-- MATERIAL FOR THIS EXERCISE follows --
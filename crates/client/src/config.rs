//! Client configuration.

use std::time::Duration;

/// Default bound on one CMS round trip (30 seconds)
pub const DEFAULT_MUTATION_TIMEOUT_MS: u64 = 30_000;

/// Shown when a failure carries no readable message
pub const DEFAULT_GENERIC_ERROR: &str = "Something went wrong. Please try again.";

pub const MUTATION_TIMEOUT_ENV: &str = "COURSEMART_MUTATION_TIMEOUT_MS";
pub const GENERIC_ERROR_ENV: &str = "COURSEMART_GENERIC_ERROR";

#[derive(Debug, Clone, PartialEq, Eq)]
pub struct ClientConfig {
    /// A round trip still pending after this long is failed and rolled back
    pub mutation_timeout: Duration,

    /// Fallback text for error notices
    pub generic_error_message: String,
}

impl ClientConfig {
    pub fn new() -> Self {
        Self {
            mutation_timeout: Duration::from_millis(DEFAULT_MUTATION_TIMEOUT_MS),
            generic_error_message: DEFAULT_GENERIC_ERROR.to_string(),
        }
    }

    /// Defaults overridden by `COURSEMART_MUTATION_TIMEOUT_MS` and
    /// `COURSEMART_GENERIC_ERROR`. Unusable values are ignored.
    pub fn from_env() -> Self {
        Self::from_lookup(|key| std::env::var(key).ok())
    }

    fn from_lookup(lookup: impl Fn(&str) -> Option<String>) -> Self {
        let mut config = Self::new();

        if let Some(raw) = lookup(MUTATION_TIMEOUT_ENV) {
            match raw.trim().parse::<u64>() {
                Ok(ms) if ms > 0 => config.mutation_timeout = Duration::from_millis(ms),
                _ => tracing::warn!(
                    value = %raw,
                    "Ignoring invalid {}", MUTATION_TIMEOUT_ENV
                ),
            }
        }

        if let Some(message) = lookup(GENERIC_ERROR_ENV) {
            if !message.trim().is_empty() {
                config.generic_error_message = message;
            }
        }

        config
    }

    /// Set the round-trip timeout
    pub fn mutation_timeout(mut self, timeout: Duration) -> Self {
        self.mutation_timeout = timeout;
        self
    }

    /// Set the fallback error text
    pub fn generic_error_message(mut self, message: impl Into<String>) -> Self {
        self.generic_error_message = message.into();
        self
    }

    pub(crate) fn mutation_timeout_ms(&self) -> u64 {
        u64::try_from(self.mutation_timeout.as_millis()).unwrap_or(u64::MAX)
    }
}

impl Default for ClientConfig {
    fn default() -> Self {
        Self::new()
    }
}
/// Outcome of [`OptimisticStore::apply_optimistic`]
#[derive(Debug)]
pub enum Applied<T: SessionCollection> {
    /// Applied locally; settle it with `commit`
    Pending {
        items: Vec<T>,
        token: RollbackToken<T>,
    },
    /// Nothing to change; no remote call is needed
    NoOp { items: Vec<T> },
}

impl<T: SessionCollection> Applied<T> {
    pub fn items(&self) -> &[T] {
        match self {
            Applied::Pending { items, .. } | Applied::NoOp { items } => items,
        }
    }
}

pub(crate) struct StoreShared<T> {
    view: ViewId,
    collection: Mutex<MutableCollection<T>>,
    pending: PendingMutations,
    bus: SessionBus,
    config: ClientConfig,
}

impl<T: SessionCollection> StoreShared<T> {
    fn publish(&self, change: CollectionChange<T>) {
        self.bus
            .channel::<T>()
            .publish(CollectionEvent::new(self.view, change));
    }

    fn notify(&self, err: &MutationError) {
        if let Some(notice) = err.to_notice(T::KIND, &self.config.generic_error_message) {
            self.bus.notices().publish(notice);
        }
    }

    fn begin(self: &Arc<Self>, mutation: Mutation<T>) -> Result<Applied<T>, MutationError> {
        let requested = mutation.target();
        requested.ensure_resolvable(T::KIND.as_str())?;

        let by_record = matches!(mutation, Mutation::RemoveRecord { .. });

        let mut collection = lock(&self.collection);
        let existing = if by_record {
            collection.find_record(&requested).cloned()
        } else {
            collection.find_target(&requested).cloned()
        };
        let target = match &existing {
            Some(entry) if by_record => entry.target(),
            Some(entry) => entry.target().merged_with(&requested),
            None => requested,
        };

        if existing.is_none() && !matches!(mutation, Mutation::Add { .. }) {
            // A record reference is not a pending key
            let released = !by_record
                && self
                    .pending
                    .release_if_stale(T::KIND, &target, self.config.mutation_timeout);
            debug!(
                view = %self.view,
                kind = %T::KIND,
                target = %target,
                operation = %mutation.kind(),
                released_stale_marker = released,
                "No entry for target, nothing to change"
            );
            return Ok(Applied::NoOp {
                items: collection.to_vec(),
            });
        }

        let guard = self.pending.try_begin(T::KIND, &target, mutation.kind())?;

        if existing.is_some() && matches!(mutation, Mutation::Add { .. }) {
            return Err(MutationError::validation(format!(
                "{} is already in your {}",
                target,
                T::KIND
            )));
        }

        let operation = mutation.kind();
        let snapshot = collection.snapshot();
        let change = match mutation {
            Mutation::Add { placeholder } => {
                collection.push(placeholder.clone());
                CollectionChange::Added(placeholder)
            }
            Mutation::Remove { .. } | Mutation::RemoveRecord { .. } => {
                collection.remove_target(&target);
                CollectionChange::Removed(target.clone())
            }
            Mutation::Replace { replacement } => {
                collection.replace_target(&target, replacement.clone());
                CollectionChange::Replaced(replacement)
            }
        };
        let items = collection.to_vec();
        drop(collection);

        debug!(
            view = %self.view,
            kind = %T::KIND,
            target = %target,
            operation = %operation,
            "Applied optimistic change"
        );
        self.publish(change);

        Ok(Applied::Pending {
            items,
            token: RollbackToken {
                store: Some(Arc::clone(self)),
                target,
                operation,
                snapshot,
                _guard: guard,
            },
        })
    }

    fn rollback(&self, target: &EntityRef, snapshot: &Snapshot<T>) -> Vec<Restored<T>> {
        let restore = lock(&self.collection).restore_target(snapshot, target);
        self.publish(CollectionChange::RolledBack {
            target: target.clone(),
            restore: restore.clone(),
        });
        restore
    }

    /// Mirror a change made by another view
    fn apply_remote(&self, event: &CollectionEvent<T>) {
        if !event.applies_to(self.view) {
            return;
        }

        let mut collection = lock(&self.collection);
        match &event.change {
            CollectionChange::Added(item) | CollectionChange::Replaced(item) => {
                collection.merge(item.clone());
            }
            CollectionChange::Removed(target) => {
                collection.remove_target(target);
            }
            CollectionChange::Confirmed {
                target,
                record: Some(record),
            } => collection.reconcile(target, record.clone()),
            CollectionChange::Confirmed { record: None, .. } => {}
            CollectionChange::RolledBack { target, restore } => {
                let removed = collection.put_back(target, restore);
                if removed == 0 && restore.is_empty() {
                    let benign = MutationError::NotFoundOnRevert {
                        kind: T::KIND,
                        target: target.clone(),
                    };
                    debug!(view = %self.view, "{}", benign);
                }
            }
        }
        drop(collection);

        debug!(
            view = %self.view,
            origin = %event.origin,
            kind = %T::KIND,
            change = event.change.label(),
            "Mirrored change from sibling view"
        );
    }
}
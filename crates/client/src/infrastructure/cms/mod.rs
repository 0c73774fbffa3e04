//! CMS adapters

mod in_memory;

pub use in_memory::InMemoryCms;
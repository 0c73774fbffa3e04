//! Lock helpers.

use std::sync::{Mutex, MutexGuard, PoisonError};

/// Lock a mutex, recovering the data if a previous holder panicked.
///
/// Critical sections in this crate never leave state half-written, so a
/// poisoned lock still guards consistent data.
pub(crate) fn lock<T>(mutex: &Mutex<T>) -> MutexGuard<'_, T> {
    mutex.lock().unwrap_or_else(PoisonError::into_inner)
}
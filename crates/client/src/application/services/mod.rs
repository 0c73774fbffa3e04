//! Feature services - the cart, wishlist and friend request call sites
//!
//! Each service is one view: it owns an `OptimisticStore` for its collection
//! and drives every change through the optimistic protocol.

mod cart_service;
mod friend_request_service;
mod wishlist_service;

pub use cart_service::CartService;
pub use friend_request_service::FriendRequestService;
pub use wishlist_service::WishlistService;
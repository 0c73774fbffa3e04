//! Domain entities - Core business objects with identity

mod cart_item;
mod catalog;
mod friend_request;
mod wishlist_entry;

pub use cart_item::CartItem;
pub use catalog::{CourseSummary, UserSummary};
pub use friend_request::{FriendRequest, FriendRequestStatus, RequestDirection};
pub use wishlist_entry::WishlistEntry;
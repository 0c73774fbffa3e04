//! Value objects - Immutable objects defined by their attributes

mod entity_ref;

pub use entity_ref::{EntityRef, TargetKey};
-- MATERIAL FOR THIS EXERCISE concluded --
The word "filename" may appear in several lines of the data; copy every line where it does.

filename crates/client/src/config.rs
filename crates/client/src/infrastructure/cms/mod.rs
filename crates/client/src/application/services/mod.rs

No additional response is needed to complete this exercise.